Write out every line of the data below exactly as given.

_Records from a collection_
....................

mod schedule_commands;

use std::path::PathBuf;

use {
    clap::{Parser, Subcommand},
    tracing::info,
    tracing_subscriber::EnvFilter,
};

#[derive(Parser)]
#[command(name = "emberdash", about = "Emberdash — personal finance/crypto dashboard")]
struct Cli {
    #[command(subcommand)]
    command: Option<Commands>,

    /// Log level (trace, debug, info, warn, error).
    #[arg(long, global = true, default_value = "info")]
    log_level: String,

    /// Output logs as JSON instead of human-readable.
    #[arg(long, global = true, default_value_t = false)]
    json_logs: bool,

    /// Address to bind to (overrides config value).
    #[arg(long, global = true)]
    bind: Option<String>,
    /// Port to listen on (overrides config value).
    #[arg(long, global = true)]
    port: Option<u16>,
    /// Custom config directory (overrides default ~/.config/emberdash/).
    #[arg(long, global = true, env = "EMBERDASH_CONFIG_DIR")]
    config_dir: Option<PathBuf>,
    /// Custom data directory (overrides default data dir).
    #[arg(long, global = true, env = "EMBERDASH_DATA_DIR")]
    data_dir: Option<PathBuf>,
}

#[derive(Subcommand)]
enum Commands {
    /// Start the dashboard server (default when no subcommand is provided).
    Serve,
    /// Burn schedule inspection and maintenance.
    Schedule {
        #[command(subcommand)]
        action: schedule_commands::ScheduleAction,
    },
}

#[tokio::main]
async fn main() -> anyhow::Result<()> {
    let cli = Cli::parse();
    init_logging(&cli.log_level, cli.json_logs);

    let mut config = emberdash_config::discover_and_load(cli.config_dir.as_deref());
    if let Some(data_dir) = cli.data_dir {
        config.data_dir = Some(data_dir);
    }
    if let Some(bind) = cli.bind {
        config.server.bind = bind;
    }
    if let Some(port) = cli.port {
        config.server.port = port;
    }

    match cli.command.unwrap_or(Commands::Serve) {
        Commands::Serve => {
            info!(version = env!("CARGO_PKG_VERSION"), "starting emberdash");
            emberdash_gateway::server::start_server(config).await
        },
        Commands::Schedule { action } => schedule_commands::run(&config, action).await,
    }
}

fn init_logging(level: &str, json_logs: bool) {
    let filter = EnvFilter::try_from_default_env().unwrap_or_else(|_| EnvFilter::new(level));
    if json_logs {
        tracing_subscriber::fmt()
            .with_env_filter(filter)
            .json()
            .init();
    } else {
        tracing_subscriber::fmt().with_env_filter(filter).init();
    }
}
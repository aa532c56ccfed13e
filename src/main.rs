//! Bus tracker service

use std::sync::Arc;

use bus_tracker::{
    api::{self, AppState},
    config::AppConfig,
    errors::TrackerError,
    feed::FeedClient,
    poller::Poller,
    store::SnapshotStore,
};
use tokio::net::TcpListener;
use tokio::signal;
use tokio_util::sync::CancellationToken;
use tracing::{error, info};

#[tokio::main]
async fn main() -> Result<(), TrackerError> {
    #[cfg(feature = "dotenv")]
    dotenvy::dotenv().ok();

    tracing_subscriber::fmt()
        .with_env_filter(tracing_subscriber::EnvFilter::from_default_env())
        .init();

    // Load configuration, preferring environment variables and config files
    let config = AppConfig::load()?;
    if let Err(e) = config.validate() {
        error!("{}", e);
        return Err(e);
    }

    let client = FeedClient::new(&config.feed)?;
    info!("Polling feed at {}", client.url());

    let store = Arc::new(SnapshotStore::new());
    let poller = Poller::new(client, Arc::clone(&store), config.feed.poll_interval)
        .with_max_backoff(config.feed.max_backoff());

    let state = AppState {
        store,
        stats: poller.stats(),
    };

    let listener = TcpListener::bind(&config.server.bind)
        .await
        .map_err(|e| TrackerError::BindError {
            address: config.server.bind.clone(),
            source: e,
        })?;

    let cancel = CancellationToken::new();
    let poller_handle = tokio::spawn(poller.run(cancel.clone()));

    // Setup signal handling for graceful shutdown
    let shutdown = cancel.clone();
    tokio::spawn(async move {
        tokio::select! {
            result = signal::ctrl_c() => {
                match result {
                    Ok(()) => info!("Received shutdown signal"),
                    Err(e) => error!("Failed to listen for shutdown signal: {}", e),
                }
                shutdown.cancel();
            }
            _ = shutdown.cancelled() => {}
        }
    });

    // Returns once the token is cancelled and in-flight requests finished
    let result = api::serve(listener, state, cancel.clone()).await;
    if let Err(e) = &result {
        error!("API server failed: {}", e);
    }

    cancel.cancel();
    if let Err(e) = poller_handle.await {
        error!("Poller task failed: {}", e);
    }

    result
}
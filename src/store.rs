//! In-memory snapshot of the latest vehicle positions
//!
//! The store holds exactly one complete snapshot at a time. The poll loop
//! is the single writer; HTTP handlers read concurrently.
//!
//! ```text
//! [replace()] → build Arc<Snapshot> → [ArcSwap::store()]
//! [read_all()] → [ArcSwap::load_full()] → Arc<Snapshot> (immutable)
//! ```
//!
//! A reader holding an `Arc<Snapshot>` keeps seeing the snapshot it loaded
//! even if a replace happens meanwhile; it never observes records from two
//! fetch cycles.

use std::sync::Arc;

use arc_swap::ArcSwap;
use chrono::{DateTime, Utc};

use crate::models::VehicleRecord;

/// All vehicles as of one successful fetch
#[derive(Debug, Clone, PartialEq, Default)]
pub struct Snapshot {
    pub records: Vec<VehicleRecord>,
    /// When the snapshot was installed, None before the first fetch
    pub fetched_at: Option<DateTime<Utc>>,
}

impl Snapshot {
    pub fn len(&self) -> usize {
        self.records.len()
    }

    pub fn is_empty(&self) -> bool {
        self.records.is_empty()
    }
}

/// Snapshot store with atomic replace
#[derive(Debug, Default)]
pub struct SnapshotStore {
    current: ArcSwap<Snapshot>,
}

impl SnapshotStore {
    /// Create a store holding the empty snapshot
    pub fn new() -> Self {
        Self::default()
    }

    /// Discard the current snapshot and install `records` in its place
    pub fn replace(&self, records: Vec<VehicleRecord>) {
        let snapshot = Snapshot {
            records,
            fetched_at: Some(Utc::now()),
        };
        self.current.store(Arc::new(snapshot));
    }

    /// Current snapshot (lock-free)
    pub fn read_all(&self) -> Arc<Snapshot> {
        self.current.load_full()
    }
}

....................

_EXERCISE SOLUTION_
mod schedule_commands;

use std::path::PathBuf;

use {
    clap::{Parser, Subcommand},
    tracing::info,
    tracing_subscriber::EnvFilter,
};

#[derive(Parser)]
#[command(name = "emberdash", about = "Emberdash — personal finance/crypto dashboard")]
struct Cli {
    #[command(subcommand)]
    command: Option<Commands>,

    /// Log level (trace, debug, info, warn, error).
    #[arg(long, global = true, default_value = "info")]
    log_level: String,

    /// Output logs as JSON instead of human-readable.
    #[arg(long, global = true, default_value_t = false)]
    json_logs: bool,

    /// Address to bind to (overrides config value).
    #[arg(long, global = true)]
    bind: Option<String>,
    /// Port to listen on (overrides config value).
    #[arg(long, global = true)]
    port: Option<u16>,
    /// Custom config directory (overrides default ~/.config/emberdash/).
    #[arg(long, global = true, env = "EMBERDASH_CONFIG_DIR")]
    config_dir: Option<PathBuf>,
    /// Custom data directory (overrides default data dir).
    #[arg(long, global = true, env = "EMBERDASH_DATA_DIR")]
    data_dir: Option<PathBuf>,
}

#[derive(Subcommand)]
enum Commands {
    /// Start the dashboard server (default when no subcommand is provided).
    Serve,
    /// Burn schedule inspection and maintenance.
    Schedule {
        #[command(subcommand)]
        action: schedule_commands::ScheduleAction,
    },
}

#[tokio::main]
async fn main() -> anyhow::Result<()> {
    let cli = Cli::parse();
    init_logging(&cli.log_level, cli.json_logs);

    let mut config = emberdash_config::discover_and_load(cli.config_dir.as_deref());
    if let Some(data_dir) = cli.data_dir {
        config.data_dir = Some(data_dir);
    }
    if let Some(bind) = cli.bind {
        config.server.bind = bind;
    }
    if let Some(port) = cli.port {
        config.server.port = port;
    }

    match cli.command.unwrap_or(Commands::Serve) {
        Commands::Serve => {
            info!(version = env!("CARGO_PKG_VERSION"), "starting emberdash");
            emberdash_gateway::server::start_server(config).await
        },
        Commands::Schedule { action } => schedule_commands::run(&config, action).await,
    }
}

fn init_logging(level: &str, json_logs: bool) {
    let filter = EnvFilter::try_from_default_env().unwrap_or_else(|_| EnvFilter::new(level));
    if json_logs {
        tracing_subscriber::fmt()
            .with_env_filter(filter)
            .json()
            .init();
    } else {
        tracing_subscriber::fmt().with_env_filter(filter).init();
    }
}
repository aa532c56ccfed13e
filename src/main.rs
//! Bus tracker service

use std::sync::Arc;

use bus_tracker::{
    api::{self, AppState},
    config::AppConfig,
    errors::TrackerError,
    feed::FeedClient,
    poller::Poller,
    store::SnapshotStore,
};
use tokio::net::TcpListener;
use tokio::signal;
use tokio_util::sync::CancellationToken;
use tracing::{error, info};

#[tokio::main]
async fn main() -> Result<(), TrackerError> {
    #[cfg(feature = "dotenv")]
    dotenvy::dotenv().ok();

    tracing_subscriber::fmt()
        .with_env_filter(tracing_subscriber::EnvFilter::from_default_env())
        .init();

    // Load configuration, preferring environment variables and config files
    let config = AppConfig::load()?;
    if let Err(e) = config.validate() {
        error!("{}", e);
        return Err(e);
    }

    let client = FeedClient::new(&config.feed)?;
    info!("Polling feed at {}", client.url());

    let store = Arc::new(SnapshotStore::new());
    let poller = Poller::new(client, Arc::clone(&store), config.feed.poll_interval)
        .with_max_backoff(config.feed.max_backoff());

    let state = AppState {
        store,
        stats: poller.stats(),
    };

    let listener = TcpListener::bind(&config.server.bind)
        .await
        .map_err(|e| TrackerError::BindError {
            address: config.server.bind.clone(),
            source: e,
        })?;

    let cancel = CancellationToken::new();
    let poller_handle = tokio::spawn(poller.run(cancel.clone()));

    // Setup signal handling for graceful shutdown
    let shutdown = cancel.clone();
    tokio::spawn(async move {
        tokio::select! {
            result = signal::ctrl_c() => {
                match result {
                    Ok(()) => info!("Received shutdown signal"),
                    Err(e) => error!("Failed to listen for shutdown signal: {}", e),
                }
                shutdown.cancel();
            }
            _ = shutdown.cancelled() => {}
        }
    });

    // Returns once the token is cancelled and in-flight requests finished
    let result = api::serve(listener, state, cancel.clone()).await;
    if let Err(e) = &result {
        error!("API server failed: {}", e);
    }

    cancel.cancel();
    if let Err(e) = poller_handle.await {
        error!("Poller task failed: {}", e);
    }

    result
}
filename src/store.rs
//! In-memory snapshot of the latest vehicle positions
//!
//! The store holds exactly one complete snapshot at a time. The poll loop
//! is the single writer; HTTP handlers read concurrently.
//!
//! ```text
//! [replace()] → build Arc<Snapshot> → [ArcSwap::store()]
//! [read_all()] → [ArcSwap::load_full()] → Arc<Snapshot> (immutable)
//! ```
//!
//! A reader holding an `Arc<Snapshot>` keeps seeing the snapshot it loaded
//! even if a replace happens meanwhile; it never observes records from two
//! fetch cycles.

use std::sync::Arc;

use arc_swap::ArcSwap;
use chrono::{DateTime, Utc};

use crate::models::VehicleRecord;

/// All vehicles as of one successful fetch
#[derive(Debug, Clone, PartialEq, Default)]
pub struct Snapshot {
    pub records: Vec<VehicleRecord>,
    /// When the snapshot was installed, None before the first fetch
    pub fetched_at: Option<DateTime<Utc>>,
}

impl Snapshot {
    pub fn len(&self) -> usize {
        self.records.len()
    }

    pub fn is_empty(&self) -> bool {
        self.records.is_empty()
    }
}

/// Snapshot store with atomic replace
#[derive(Debug, Default)]
pub struct SnapshotStore {
    current: ArcSwap<Snapshot>,
}

impl SnapshotStore {
    /// Create a store holding the empty snapshot
    pub fn new() -> Self {
        Self::default()
    }

    /// Discard the current snapshot and install `records` in its place
    pub fn replace(&self, records: Vec<VehicleRecord>) {
        let snapshot = Snapshot {
            records,
            fetched_at: Some(Utc::now()),
        };
        self.current.store(Arc::new(snapshot));
    }

    /// Current snapshot (lock-free)
    pub fn read_all(&self) -> Arc<Snapshot> {
        self.current.load_full()
    }
}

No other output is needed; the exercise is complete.